Lab 1: Julia Setup & Hello World

CEVE 421/521

Published

Friday, January 16, 2026

1 Overview

Welcome to CEVE 421/521! This lab will guide you through setting up the software tools we’ll use throughout the semester. By the end of this lab, you’ll have a working Julia environment and will create your first visualization.

2 Pre-Lab Requirements

Complete these steps before coming to lab. Budget 30-60 minutes for installation. If you get stuck, note where you stopped and we’ll troubleshoot in class.

2.1 Create a GitHub Account

If you don’t already have one, create a free account at github.com. Use your Rice email to get access to additional student benefits.

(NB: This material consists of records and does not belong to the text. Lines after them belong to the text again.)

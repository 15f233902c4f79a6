//! Common error types for MEK

use thiserror::Error;

/// Common result type for MEK operations
pub type Result<T> = std::result::Result<T, Error>;

/// Common error types shared by the MEK crates
#[derive(Error, Debug)]
pub enum Error {
    /// Database operation error (wraps sqlx::Error)
    #[error("Database error: {0}")]
    Database(#[from] sqlx::Error),

    /// I/O operation error (wraps std::io::Error)
    #[error("IO error: {0}")]
    Io(#[from] std::io::Error),

    /// JSON encode/decode error
    #[error("Serialization error: {0}")]
    Serialization(#[from] serde_json::Error),

    /// Configuration loading or validation error
    #[error("Configuration error: {0}")]
    Config(String),

    /// Requested resource not found
    #[error("Not found: {0}")]
    NotFound(String),

    /// Invalid user input or request parameter
    #[error("Invalid input: {0}")]
    InvalidInput(String),

    /// Internal error
    #[error("Internal error: {0}")]
    Internal(String),
}

impl Error {
    /// True when the underlying SQLite error is a lock/busy condition worth retrying
    pub fn is_lock_contention(&self) -> bool {
        match self {
            Error::Database(db_err) => {
                let msg = db_err.to_string();
                msg.contains("database is locked") || msg.contains("database is busy")
            }
            _ => false,
        }
    }
}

2.2 Accept the GitHub Classroom Assignment

  1. Go to Canvas and find the Lab 1 assignment
  2. Click the GitHub Classroom link
  3. Accept the assignment to create your personal repository
  4. You’ll get a link to your new repo (e.g., CEVE-421-521/lab-01-S26-yourname)

2.3 Install GitHub Desktop

Download and install GitHub Desktop. This provides a visual interface for Git operations.

Experienced users can use the command line or another Git client, but GitHub Desktop is recommended for this course.

2.4 Clone Your Repository

  1. Open GitHub Desktop
  2. Click “Clone a repository from the Internet”
  3. Find your lab repository under your GitHub account
  4. Important: Choose a local path that is NOT in OneDrive, Google Drive, iCloud, or any synced folder
    • Recommended: Create a folder like ~/CEVE-421-521/ and clone into it
    • Your path should be something like ~/CEVE-421-521/lab-01-S26-yourname

Cloud sync services (OneDrive, Google Drive, Dropbox) can corrupt Git repositories. Always store code repositories in a non-synced folder.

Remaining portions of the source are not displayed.